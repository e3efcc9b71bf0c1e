//! Grid dimensions and movement costs.

use std::fmt;

use crate::geom::Range;
use crate::terrain::TerrainCosts;

/// Which neighbours a grid cell is linked to.
#[derive(Debug, Clone, Copy, PartialEq, Eq, Default)]
#[cfg_attr(feature = "serde", derive(serde::Serialize, serde::Deserialize))]
pub enum Moves {
    /// Up, down, left and right.
    Four,
    /// The four orthogonal neighbours plus the four diagonals.
    #[default]
    Eight,
}

/// Configuration for a grid graph and the searches and mazes built on it.
#[derive(Debug, Clone, PartialEq)]
#[cfg_attr(feature = "serde", derive(serde::Serialize, serde::Deserialize))]
#[cfg_attr(feature = "serde", serde(default))]
pub struct GridConfig {
    /// Number of columns.
    pub width: i32,
    /// Number of rows.
    pub height: i32,
    /// Edge weight between orthogonal neighbours.
    pub cardinal: f64,
    /// Edge weight between diagonal neighbours.
    pub ordinal: f64,
    /// Extra cost for entering a sand cell.
    pub sand_weight: f64,
    /// Neighbourhood used when linking an open grid.
    pub moves: Moves,
    /// Rejected draws the maze generator tolerates before switching to its
    /// fallback. `None` means 64 per cell.
    pub max_attempts: Option<usize>,
}

impl Default for GridConfig {
    fn default() -> Self {
        Self {
            width: 48,
            height: 48,
            cardinal: 1.0,
            ordinal: std::f64::consts::SQRT_2,
            sand_weight: 2.0,
            moves: Moves::Eight,
            max_attempts: None,
        }
    }
}

impl GridConfig {
    /// Default configuration for a `width × height` grid.
    pub fn with_size(width: i32, height: i32) -> Self {
        Self {
            width,
            height,
            ..Self::default()
        }
    }

    /// Check that the configuration describes a usable grid.
    pub fn validate(&self) -> Result<(), ConfigError> {
        if self.width <= 0 || self.height <= 0 {
            return Err(ConfigError::EmptyGrid {
                width: self.width,
                height: self.height,
            });
        }
        for (name, value) in [("cardinal", self.cardinal), ("ordinal", self.ordinal)] {
            if !value.is_finite() || value <= 0.0 {
                return Err(ConfigError::InvalidUnit { name, value });
            }
        }
        if !self.sand_weight.is_finite() || self.sand_weight < 0.0 {
            return Err(ConfigError::InvalidSandWeight(self.sand_weight));
        }
        Ok(())
    }

    /// The grid rectangle anchored at the origin.
    pub fn bounds(&self) -> Range {
        Range::grid(self.width, self.height)
    }

    /// Terrain cost table derived from [`sand_weight`](Self::sand_weight).
    pub fn costs(&self) -> TerrainCosts {
        TerrainCosts::new(self.sand_weight)
    }

    /// Effective cap on rejected maze draws.
    pub fn attempt_cap(&self) -> usize {
        self.max_attempts
            .unwrap_or_else(|| self.bounds().len().saturating_mul(64))
    }
}

/// Errors reported by [`GridConfig::validate`].
#[derive(Debug, Clone, PartialEq)]
pub enum ConfigError {
    /// Width or height is not positive.
    EmptyGrid { width: i32, height: i32 },
    /// A movement unit is zero, negative or not finite.
    InvalidUnit { name: &'static str, value: f64 },
    /// The sand penalty is negative or not finite.
    InvalidSandWeight(f64),
}

impl fmt::Display for ConfigError {
    fn fmt(&self, f: &mut fmt::Formatter<'_>) -> fmt::Result {
        match self {
            Self::EmptyGrid { width, height } => {
                write!(f, "grid size must be positive, got {width}x{height}")
            }
            Self::InvalidUnit { name, value } => {
                write!(f, "{name} distance must be positive and finite, got {value}")
            }
            Self::InvalidSandWeight(w) => {
                write!(f, "sand weight must be non-negative and finite, got {w}")
            }
        }
    }
}

impl std::error::Error for ConfigError {}


#[cfg(all(test, feature = "serde"))]
mod serde_tests {
    use super::*;

    #[test]
    fn config_round_trip() {
        let cfg = GridConfig {
            moves: Moves::Four,
            max_attempts: Some(10),
            ..GridConfig::with_size(7, 5)
        };
        let json = serde_json::to_string(&cfg).unwrap();
        let back: GridConfig = serde_json::from_str(&json).unwrap();
        assert_eq!(cfg, back);
    }

    #[test]
    fn missing_fields_fall_back_to_defaults() {
        let cfg: GridConfig = serde_json::from_str(r#"{"width": 10, "moves": "Four"}"#).unwrap();
        assert_eq!(cfg.width, 10);
        assert_eq!(cfg.height, 48);
        assert_eq!(cfg.moves, Moves::Four);
        assert_eq!(cfg.cardinal, 1.0);
    }
}
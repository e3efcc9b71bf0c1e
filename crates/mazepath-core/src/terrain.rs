//! Cell terrain and the cost table the searches consult.

/// The terrain of one grid cell.
#[derive(Debug, Clone, Copy, PartialEq, Eq, Hash, Default)]
#[cfg_attr(feature = "serde", derive(serde::Serialize, serde::Deserialize))]
pub enum Terrain {
    /// Open floor. No extra cost.
    #[default]
    Space,
    /// Blocks movement. Edges into a wall are never relaxed.
    Wall,
    /// Walkable, but entering it costs an extra penalty.
    Sand,
}

impl Terrain {
    /// Whether a search may enter a cell of this terrain.
    #[inline]
    pub const fn is_passable(self) -> bool {
        !matches!(self, Self::Wall)
    }
}

/// Additive cost penalties per terrain.
///
/// The penalty is added on top of an edge's weight when the edge enters a
/// cell of that terrain. Walls have no penalty: they are filtered out by
/// [`Terrain::is_passable`] before any cost is computed.
#[derive(Debug, Clone, Copy, PartialEq)]
#[cfg_attr(feature = "serde", derive(serde::Serialize, serde::Deserialize))]
pub struct TerrainCosts {
    /// Penalty for entering a [`Terrain::Sand`] cell.
    pub sand: f64,
}

impl Default for TerrainCosts {
    fn default() -> Self {
        Self { sand: 2.0 }
    }
}

impl TerrainCosts {
    /// Cost table with the given sand penalty.
    pub const fn new(sand: f64) -> Self {
        Self { sand }
    }

    /// Penalty for entering a cell of terrain `t`.
    #[inline]
    pub fn modifier(&self, t: Terrain) -> f64 {
        match t {
            Terrain::Space | Terrain::Wall => 0.0,
            Terrain::Sand => self.sand,
        }
    }
}

#[cfg(test)]
mod tests {
    use super::*;

    #[test]
    fn only_walls_are_impassable() {
        assert!(Terrain::Space.is_passable());
        assert!(Terrain::Sand.is_passable());
        assert!(!Terrain::Wall.is_passable());
    }

    #[test]
    fn modifiers() {
        let costs = TerrainCosts::new(5.0);
        assert_eq!(costs.modifier(Terrain::Space), 0.0);
        assert_eq!(costs.modifier(Terrain::Sand), 5.0);
        assert_eq!(TerrainCosts::default().modifier(Terrain::Sand), 2.0);
    }
}
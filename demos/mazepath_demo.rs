//! Generate a maze, solve it with Dijkstra and A*, and print the result.
//!
//! Run: cargo run --bin mazepath-demo -- --size 24x12 --seed 7 --astar manhattan
//!
//! Set `RUST_LOG=debug` to see search and generation logs.

use std::path::PathBuf;

use clap::Parser;
use log::info;
use mazepath_core::{GridConfig, Point};
use mazepath_demos::{GridSize, load_config, parse_size, render};
use mazepath_maze::{MazeGen, PASSAGE_WEIGHT, reset_maze};
use mazepath_paths::{Heuristic, Pathfinder, SearchResult};
use rand::rngs::StdRng;
use rand::{RngExt, SeedableRng};

/// Random maze generation and shortest-path search on a grid.
#[derive(Parser, Debug)]
#[command(version, about, long_about = None)]
struct Args {
    /// JSON grid configuration file
    #[arg(long)]
    config: Option<PathBuf>,

    /// Random seed; a fresh one is drawn when omitted
    #[arg(long)]
    seed: Option<u64>,

    /// A* heuristic: manhattan, octile, chebyshev or euclidean
    #[arg(long, default_value = "manhattan")]
    astar: Heuristic,

    /// Grid size as WIDTHxHEIGHT, overriding the config file
    #[arg(long, value_parser = parse_size)]
    size: Option<GridSize>,
}

fn summary(name: &str, r: &SearchResult) -> String {
    match r.cost() {
        Some(cost) => format!(
            "{name}: cost {cost}, {} steps, {} cells visited",
            r.path.len().saturating_sub(1),
            r.visited.len()
        ),
        None => format!("{name}: {:?}, {} cells visited", r.status, r.visited.len()),
    }
}

fn main() -> Result<(), Box<dyn std::error::Error>> {
    env_logger::init();
    let args = Args::parse();

    let mut cfg = match &args.config {
        Some(path) => load_config(path)?,
        None => GridConfig::with_size(24, 12),
    };
    if let Some(size) = args.size {
        cfg.width = size.width;
        cfg.height = size.height;
    }
    let seed = args.seed.unwrap_or_else(|| rand::rng().random());
    info!("maze {}x{}, seed {seed}", cfg.width, cfg.height);

    let mut maze = reset_maze(&cfg)?;
    let stats = MazeGen::with_config(StdRng::seed_from_u64(seed), &cfg).generate_maze(&mut maze)?;
    info!(
        "{} connections, {} rejected draws, fallback {}",
        stats.connections, stats.rejected, stats.fallback
    );

    let graph = &maze.graph;
    let start = graph.vertex_at(Point::ZERO);
    let end = graph.vertex_at(Point::new(cfg.width - 1, cfg.height - 1));

    let mut pf = Pathfinder::new();
    let dijkstra = pf.dijkstra(graph, start, end);
    let astar = pf.astar(graph, start, end, PASSAGE_WEIGHT, args.astar);

    print!("{}", render(graph, &maze.borders, &graph.positions(&astar.path)));
    println!("seed {seed}");
    println!("{}", summary("dijkstra", &dijkstra));
    println!("{}", summary(args.astar.label(PASSAGE_WEIGHT), &astar));
    Ok(())
}
use nix::sys::signal::Signal;

/// Darwin reports access violations as SIGBUS for some mappings.
pub(crate) fn fault_signals() -> &'static [Signal] {
  &[Signal::SIGSEGV, Signal::SIGBUS]
}

/// The faulting address carried by the signal information.
pub(crate) unsafe fn fault_address(info: *mut libc::siginfo_t) -> usize {
  (*info).si_addr as usize
}

cfg_if::cfg_if! {
  if #[cfg(target_arch = "x86_64")] {
    /// The instruction pointer at the time of the fault.
    pub(crate) unsafe fn fault_ip(context: *mut libc::c_void) -> u64 {
      let ucontext = context as *const libc::ucontext_t;
      (*(*ucontext).uc_mcontext).__ss.__rip
    }
  } else if #[cfg(target_arch = "aarch64")] {
    /// The instruction pointer at the time of the fault.
    pub(crate) unsafe fn fault_ip(context: *mut libc::c_void) -> u64 {
      let ucontext = context as *const libc::ucontext_t;
      (*(*ucontext).uc_mcontext).__ss.__pc
    }
  } else {
    /// Register state is not decodable on this architecture.
    pub(crate) unsafe fn fault_ip(context: *mut libc::c_void) -> u64 {
      let _ = context;
      0
    }
  }
}

/// An opaque id for the calling thread; async-signal-safe.
pub(crate) fn thread_id() -> u64 {
  unsafe { libc::pthread_self() as u64 }
}
//! Watch a small buffer and print the change events it produces.

use memwatch::{CaptureMode, Config, Mapping, WatchOptions};
use std::thread;
use std::time::Duration;

fn main() -> memwatch::Result<()> {
  env_logger::init();
  memwatch::init(Config::default())?;

  memwatch::set_callback(|event| {
    println!(
      "#{} region {} ({}) changed {} bytes at ip {:#x}",
      event.seq,
      event.region_id,
      event.variable_name.as_deref().unwrap_or("?"),
      event.size,
      event.origin.fault_ip,
    );
    println!("  old: {:?}", String::from_utf8_lossy(&event.old_preview));
    println!("  new: {:?}", String::from_utf8_lossy(&event.new_preview));
  })?;

  let mut map = Mapping::new(memwatch::page::size())?;
  let message = b"Hello, memwatch!";
  unsafe {
    std::ptr::copy_nonoverlapping(message.as_ptr(), map.as_mut_ptr(), message.len());
  }

  let id = unsafe {
    memwatch::watch(
      map.as_ptr(),
      message.len(),
      WatchOptions::labeled("greeting").capture(CaptureMode::Full),
    )?
  };
  println!("watching {} bytes as region {}", message.len(), id);

  unsafe { *map.as_mut_ptr() = b'J' };
  thread::sleep(Duration::from_millis(200));

  unsafe {
    *map.as_mut_ptr().add(7) = b'w';
    *map.as_mut_ptr().add(8) = b'a';
  }
  thread::sleep(Duration::from_millis(200));

  let stats = memwatch::stats()?;
  println!(
    "emitted {} event(s) over {} region(s) in {} mode",
    stats.events_emitted, stats.num_tracked_regions, stats.mode
  );

  memwatch::unwatch(id)?;
  memwatch::shutdown()
}
//! Checksum polling fallback.
//!
//! When fault handling is unavailable (or refused for a particular region)
//! a scanner thread walks the registry on an interval, rehashes the relevant
//! regions, and feeds synthetic fault records with a zero instruction
//! pointer into the same worker path. Drop accounting and coalescing match
//! the fault path.

use crate::engine::{Engine, Mode};
use crate::fault::FaultRecord;
use crate::{os, page, snapshot};
use std::sync::atomic::Ordering;
use std::sync::Arc;
use std::time::Duration;

pub(crate) fn run(engine: Arc<Engine>) {
  let interval = Duration::from_millis(engine.config.poll_interval_ms);
  log::debug!("poller started, interval {:?}", interval);

  loop {
    if engine.worker.stop.load(Ordering::Acquire) {
      break;
    }

    scan(&engine);
    engine.poll_sleep(interval);
  }

  log::debug!("poller stopped");
}

fn scan(engine: &Engine) {
  let scan_everything = engine.mode == Mode::Polling;
  let mut pending: Vec<FaultRecord> = Vec::new();

  engine.registry.for_each_region(|region| {
    if !(scan_everything || region.poll_only) {
      return;
    }

    let current = unsafe { region.current_bytes() };
    if snapshot::hash_bytes(current) == region.snapshot.hash() {
      return;
    }

    let mut record = FaultRecord {
      page_base: page::floor(region.base),
      fault_addr: region.base,
      fault_ip: 0,
      thread_id: os::thread_id(),
      wall_time_ns: os::monotonic_ns(),
      ..FaultRecord::default()
    };
    record.candidates[0] = region.id;
    pending.push(record);
  });

  if pending.is_empty() {
    return;
  }

  for record in pending {
    if !engine.ring.push(record) {
      engine.count_dropped();
    }
  }

  engine.notify_worker();
}
//! Change events and their supporting types.

use serde::Serialize;
use std::collections::BTreeMap;

/// How much of a region's contents is captured per change event.
#[derive(Clone, Copy, Debug, PartialEq, Eq)]
pub enum CaptureMode {
  /// Only metadata and previews are captured.
  None,
  /// Up to the given number of bytes are captured.
  Truncated(usize),
  /// The entire region contents are captured.
  Full,
}

impl CaptureMode {
  /// Decodes the wire form: `0` none, `N > 0` truncated, `-1` full.
  pub fn from_raw(raw: i64) -> Self {
    match raw {
      0 => CaptureMode::None,
      n if n < 0 => CaptureMode::Full,
      n => CaptureMode::Truncated(n as usize),
    }
  }

  /// Encodes the wire form.
  pub fn as_raw(&self) -> i64 {
    match self {
      CaptureMode::None => 0,
      CaptureMode::Truncated(n) => *n as i64,
      CaptureMode::Full => -1,
    }
  }

  /// Applies the mode to a byte slice, yielding the captured portion.
  pub(crate) fn apply(&self, bytes: &[u8]) -> Option<Vec<u8>> {
    match self {
      CaptureMode::None => None,
      CaptureMode::Truncated(n) => Some(bytes[..bytes.len().min(*n)].to_vec()),
      CaptureMode::Full => Some(bytes.to_vec()),
    }
  }
}

impl Default for CaptureMode {
  fn default() -> Self {
    CaptureMode::Truncated(256)
  }
}

/// Source-level position information produced by a registered resolver.
#[derive(Clone, Debug, Default)]
pub struct SourceLocation {
  /// Source file of the mutating instruction.
  pub file: Option<String>,
  /// Enclosing function of the mutating instruction.
  pub function: Option<String>,
  /// Line number of the mutating instruction.
  pub line: Option<u32>,
  /// Return addresses of the mutating call chain, innermost first.
  pub stack: Option<Vec<u64>>,
}

/// Where a mutation happened in the program.
///
/// Only `fault_ip` is captured unconditionally; the remaining fields are
/// populated when a resolver is registered for the originating adapter.
/// Polling-detected changes carry a `fault_ip` of zero.
#[derive(Clone, Debug, Default, Serialize)]
pub struct Origin {
  /// Source file, if resolved.
  #[serde(skip_serializing_if = "Option::is_none")]
  pub file: Option<String>,
  /// Enclosing function, if resolved.
  #[serde(skip_serializing_if = "Option::is_none")]
  pub function: Option<String>,
  /// Line number, if resolved.
  #[serde(skip_serializing_if = "Option::is_none")]
  pub line: Option<u32>,
  /// Instruction pointer captured at the fault, zero for polling.
  pub fault_ip: u64,
  /// Call stack, if resolved.
  #[serde(skip_serializing_if = "Option::is_none")]
  pub stack: Option<Vec<u64>>,
}

impl Origin {
  pub(crate) fn new(fault_ip: u64, location: Option<SourceLocation>) -> Self {
    let location = location.unwrap_or_default();
    Origin {
      file: location.file,
      function: location.function,
      line: location.line,
      fault_ip,
      stack: location.stack,
    }
  }
}

/// A fully populated record of one observed mutation.
#[derive(Clone, Debug, Serialize)]
pub struct ChangeEvent {
  /// Globally monotonic, gap-free event sequence number.
  pub seq: u64,
  /// Monotonic timestamp of the detection, in nanoseconds.
  pub timestamp_ns: u64,
  /// Adapter that registered the mutated region.
  pub adapter_id: u32,
  /// The mutated region.
  pub region_id: u64,
  /// Owner-assigned variable id, if any.
  #[serde(skip_serializing_if = "Option::is_none")]
  pub variable_id: Option<u64>,
  /// Human-readable name of the watched span, if any.
  #[serde(skip_serializing_if = "Option::is_none")]
  pub variable_name: Option<String>,
  /// Where the mutation happened.
  #[serde(rename = "where")]
  pub origin: Origin,
  /// Size of the region in bytes.
  pub size: usize,
  /// Bounded window of the previous contents, anchored at the first change.
  pub old_preview: Vec<u8>,
  /// Bounded window of the current contents, anchored at the first change.
  pub new_preview: Vec<u8>,
  /// Previous contents, when captured inline.
  #[serde(skip_serializing_if = "Option::is_none")]
  pub old_value: Option<Vec<u8>>,
  /// Current contents, when captured inline.
  #[serde(skip_serializing_if = "Option::is_none")]
  pub new_value: Option<Vec<u8>>,
  /// Value store key of the previous contents, when offloaded.
  #[serde(skip_serializing_if = "Option::is_none")]
  pub storage_key_old: Option<String>,
  /// Value store key of the current contents, when offloaded.
  #[serde(skip_serializing_if = "Option::is_none")]
  pub storage_key_new: Option<String>,
  /// Owner-supplied key/value pairs, carried verbatim.
  pub metadata: BTreeMap<String, String>,
  /// Owner-side handle supplied at watch time, carried verbatim.
  #[serde(skip)]
  pub metadata_ref: u64,
}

Task details
Restate the material word for word, but only from its first line through the line containing "left and right.".

Task response
repository e3efcc9b71bf0c1e
//! Grid dimensions and movement costs.

use std::fmt;

use crate::geom::Range;
use crate::terrain::TerrainCosts;

/// Which neighbours a grid cell is linked to.
#[derive(Debug, Clone, Copy, PartialEq, Eq, Default)]
#[cfg_attr(feature = "serde", derive(serde::Serialize, serde::Deserialize))]
pub enum Moves {
    /// Up, down, left and right.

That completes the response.